Über Qualität und Quantität im Team der Mitteldeutschen wurde bereits ausführlich philosophiert. Kaum ein anderes Team der ProA kann auf derart individuelle Vorzüge zurückgreifen, ist in der Lage durch einzelne Matchups selbst innerhalb von nur zehn Minuten Spiele zu drehen oder entscheiden zu können. Während die Gastgeber aus dem Land der Frühaufsteher die reguläre Spielrunde mit fünf Siegen am Stück beendeten, mogelte sich das Eichler-Team am Ende nur mit Ehinger Schützenhilfe unter die ersten Acht.
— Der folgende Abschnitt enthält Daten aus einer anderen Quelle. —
//! TOML-backed engine configuration.
//!
//! Every heuristic weight and threshold the engine uses lives here so it can
//! be tuned without touching the scoring code. The file is stored at
//! `~/.config/pathwise/config.toml` unless `PATHWISE_CONFIG` points elsewhere;
//! a missing file means all defaults.

use std::path::{Path, PathBuf};

use chrono::NaiveTime;
use serde::{Deserialize, Serialize};

use crate::error::ConfigError;

const APP_DIR: &str = "pathwise";
const DEFAULT_DB_NAME: &str = "pathwise.db";
const DEFAULT_CONFIG_NAME: &str = "config.toml";

/// Bayesian Knowledge Tracing parameters.
#[derive(Debug, Clone, PartialEq, Serialize, Deserialize)]
#[serde(default)]
pub struct BktParams {
    /// P(L0): mastery assumed before any observation.
    pub prior: f64,
    /// P(T): chance of learning on each opportunity.
    pub learn: f64,
    /// P(G): chance of answering correctly without mastery.
    pub guess: f64,
    /// P(S): chance of answering wrongly despite mastery.
    pub slip: f64,
}

impl Default for BktParams {
    fn default() -> Self {
        Self {
            prior: 0.1,
            learn: 0.3,
            guess: 0.2,
            slip: 0.1,
        }
    }
}

#[derive(Debug, Clone, PartialEq, Serialize, Deserialize)]
#[serde(default)]
pub struct Thresholds {
    pub beginner_below: f64,
    pub intermediate_below: f64,
    /// Prerequisite mastery needed before a topic counts as unlocked.
    pub prerequisite: f64,
    pub recommend_below: f64,
    pub recommend_limit: usize,
    pub sweet_spot_min: f64,
    pub sweet_spot_max: f64,
    pub default_topic: String,
    /// Interactions considered when computing recent accuracy.
    pub recent_window: usize,
}

impl Default for Thresholds {
    fn default() -> Self {
        Self {
            beginner_below: 0.3,
            intermediate_below: 0.7,
            prerequisite: 0.7,
            recommend_below: 0.8,
            recommend_limit: 3,
            sweet_spot_min: 0.2,
            sweet_spot_max: 0.8,
            default_topic: "fundamentals".to_string(),
            recent_window: 5,
        }
    }
}

#[derive(Debug, Clone, PartialEq, Serialize, Deserialize)]
#[serde(default)]
pub struct ReadinessWeights {
    pub prerequisite_weight: f64,
    /// Weight on the topic's remaining headroom, `1 - mastery`.
    pub gap_weight: f64,
    pub mastered_above: f64,
    pub mastered_discount: f64,
    pub growth_min: f64,
    pub growth_max: f64,
    pub growth_boost: f64,
    /// Readiness lost per difficulty tier above 1.
    pub ease_step: f64,
}

impl Default for ReadinessWeights {
    fn default() -> Self {
        Self {
            prerequisite_weight: 0.8,
            gap_weight: 0.2,
            mastered_above: 0.8,
            mastered_discount: 0.3,
            growth_min: 0.4,
            growth_max: 0.8,
            growth_boost: 1.2,
            ease_step: 0.05,
        }
    }
}

#[derive(Debug, Clone, PartialEq, Serialize, Deserialize)]
#[serde(default)]
pub struct PriorityWeights {
    pub base: f64,
    pub focus_bonus: f64,
    pub partial_min: f64,
    pub partial_max: f64,
    pub partial_bonus: f64,
    pub difficulty_match: f64,
    pub difficulty_adjacent: f64,
}

impl Default for PriorityWeights {
    fn default() -> Self {
        Self {
            base: 0.5,
            focus_bonus: 0.3,
            partial_min: 0.2,
            partial_max: 0.7,
            partial_bonus: 0.2,
            difficulty_match: 0.1,
            difficulty_adjacent: 0.05,
        }
    }
}

#[derive(Debug, Clone, PartialEq, Serialize, Deserialize)]
#[serde(default)]
pub struct AdviceThresholds {
    pub review_basics_below: f64,
    pub practice_below: f64,
    pub challenge_below: f64,
    pub activity_review_below: f64,
    pub activity_accuracy_below: f64,
    pub activity_practice_below: f64,
    pub activity_challenge_below: f64,
}

impl Default for AdviceThresholds {
    fn default() -> Self {
        Self {
            review_basics_below: 0.2,
            practice_below: 0.5,
            challenge_below: 0.8,
            activity_review_below: 0.3,
            activity_accuracy_below: 0.5,
            activity_practice_below: 0.6,
            activity_challenge_below: 0.8,
        }
    }
}

#[derive(Debug, Clone, PartialEq, Serialize, Deserialize)]
#[serde(default)]
pub struct TimeAllocation {
    pub weak_below: f64,
    pub weak_units: u32,
    pub moderate_below: f64,
    pub moderate_units: u32,
    pub strong_units: u32,
}

impl Default for TimeAllocation {
    fn default() -> Self {
        Self {
            weak_below: 0.3,
            weak_units: 20,
            moderate_below: 0.7,
            moderate_units: 15,
            strong_units: 10,
        }
    }
}

/// When a plan topic counts as done. A tunable heuristic, not a rule of the domain.
#[derive(Debug, Clone, PartialEq, Serialize, Deserialize)]
#[serde(default)]
pub struct CompletionRule {
    pub min_completed_sessions: usize,
    pub quiz_pass_score: f64,
    /// Quiz score at or above which the quiz feeds mastery as a correct answer.
    pub quiz_correct_score: f64,
}

impl Default for CompletionRule {
    fn default() -> Self {
        Self {
            min_completed_sessions: 2,
            quiz_pass_score: 80.0,
            quiz_correct_score: 70.0,
        }
    }
}

#[derive(Debug, Clone, PartialEq, Serialize, Deserialize)]
#[serde(default)]
pub struct ScheduleDefaults {
    pub minutes_tier1: u32,
    pub minutes_tier2: u32,
    pub minutes_tier3: u32,
    pub reminder_time: NaiveTime,
    pub hours_per_day: f64,
    pub days_per_week: u32,
    pub include_weekends: bool,
}

impl ScheduleDefaults {
    pub fn minutes_for_tier(&self, tier: u8) -> u32 {
        match tier {
            0 | 1 => self.minutes_tier1,
            2 => self.minutes_tier2,
            _ => self.minutes_tier3,
        }
    }
}

impl Default for ScheduleDefaults {
    fn default() -> Self {
        Self {
            minutes_tier1: 30,
            minutes_tier2: 45,
            minutes_tier3: 60,
            reminder_time: NaiveTime::from_hms_opt(19, 0, 0).unwrap_or(NaiveTime::MIN),
            hours_per_day: 2.0,
            days_per_week: 7,
            include_weekends: true,
        }
    }
}

#[derive(Debug, Clone, Default, PartialEq, Serialize, Deserialize)]
#[serde(default)]
pub struct EngineConfig {
    /// TOML topic catalog; the built-in catalog is used when unset.
    pub catalog_path: Option<PathBuf>,
    pub bkt: BktParams,
    pub thresholds: Thresholds,
    pub readiness: ReadinessWeights,
    pub priority: PriorityWeights,
    pub advice: AdviceThresholds,
    pub allocation: TimeAllocation,
    pub completion: CompletionRule,
    pub schedule: ScheduleDefaults,
}

impl EngineConfig {
    /// Reads the config at `path`, falling back to defaults when the file is absent.
    pub fn load_from(path: &Path) -> Result<Self, ConfigError> {
        if !path.exists() {
            return Ok(Self::default());
        }

        let contents = std::fs::read_to_string(path).map_err(|source| ConfigError::Read {
            path: path.to_path_buf(),
            source,
        })?;

        toml::from_str(&contents).map_err(|source| ConfigError::Parse {
            path: path.to_path_buf(),
            source,
        })
    }

    pub fn save_to(&self, path: &Path) -> Result<(), ConfigError> {
        if let Some(parent) = path.parent() {
            std::fs::create_dir_all(parent).map_err(|source| ConfigError::Write {
                path: parent.to_path_buf(),
                source,
            })?;
        }

        let contents = toml::to_string_pretty(self)?;
        std::fs::write(path, contents).map_err(|source| ConfigError::Write {
            path: path.to_path_buf(),
            source,
        })
    }

    /// Catalog file to load, `PATHWISE_CATALOG` taking precedence over the config.
    pub fn resolved_catalog_path(&self) -> Option<PathBuf> {
        std::env::var("PATHWISE_CATALOG")
            .ok()
            .map(PathBuf::from)
            .or_else(|| self.catalog_path.clone())
    }
}

fn app_dir() -> PathBuf {
    let dir = dirs::config_dir()
        .unwrap_or_else(|| PathBuf::from("."))
        .join(APP_DIR);

    std::fs::create_dir_all(&dir).ok();
    dir
}

pub fn config_path() -> PathBuf {
    if let Ok(path) = std::env::var("PATHWISE_CONFIG") {
        return PathBuf::from(path);
    }
    app_dir().join(DEFAULT_CONFIG_NAME)
}

pub fn db_path() -> PathBuf {
    if let Ok(path) = std::env::var("PATHWISE_DB") {
        return PathBuf::from(path);
    }
    app_dir().join(DEFAULT_DB_NAME)
}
Dennoch kein Grund, „den Sand in den Kopf zu stecken“, wie es Lothar Matthäus einst recht anschaulich formulierte.

Schließlich hat auch Science City genügend spielerisches Potential, um die „Dicken der Liga“ ins Wanken zu bringen. Sollten sich die Thüringer ihrer Stärken bewusst werden, sich im Wolfsbau als homogene Einheit präsentieren und in der Defense einen Zahn zulegen können, wäre bereits im so wichtigen Spiel 1 der Best-of-5-Serie der von etlichen Experten prognostizierte Sweep zu vermeiden. Eine klare Hierarchie innerhalb der Mannschaft, konzentriertes und mannschaftsdienliches Auftreten vom Tip-Off bis zur Schlusssirene, sowie ein cleveres Entscheidungsverhalten in kritischen Phasen ist somit am Donnerstag Pflicht, um an der faustdicken Überraschung schnuppern zu können. Der Druck des Heimspiels und der Favoritenrolle liegt klar auf Seiten der Wölfe. „Wir werden uns für den MBC etwas passendes einfallen lassen“, versprach Coach Eichler vor dem Start der Serie.

Science City hat nach drei Spieljahren der Dunkelheit mit ausgeglichenem Punktekonto und dem Erreichen der Playoffs ein neues sportliches Kapitel aufgeschlagen, in Weißenfels rein gar nichts zu verlieren und sollte aus genau dieser Underdog-Rolle heraus zur großen Wolfsrudel-Jagd blasen. Da wäre es letztendlich auch vollkommen egal, welcher von Eichlers Buben sich in der ersten Partie als Serientäter outet, ob Barker, Roquette, Kepkay, Black oder Voigtmann – je mehr desto besser, desto unberechenbarer, desto gefährlicher.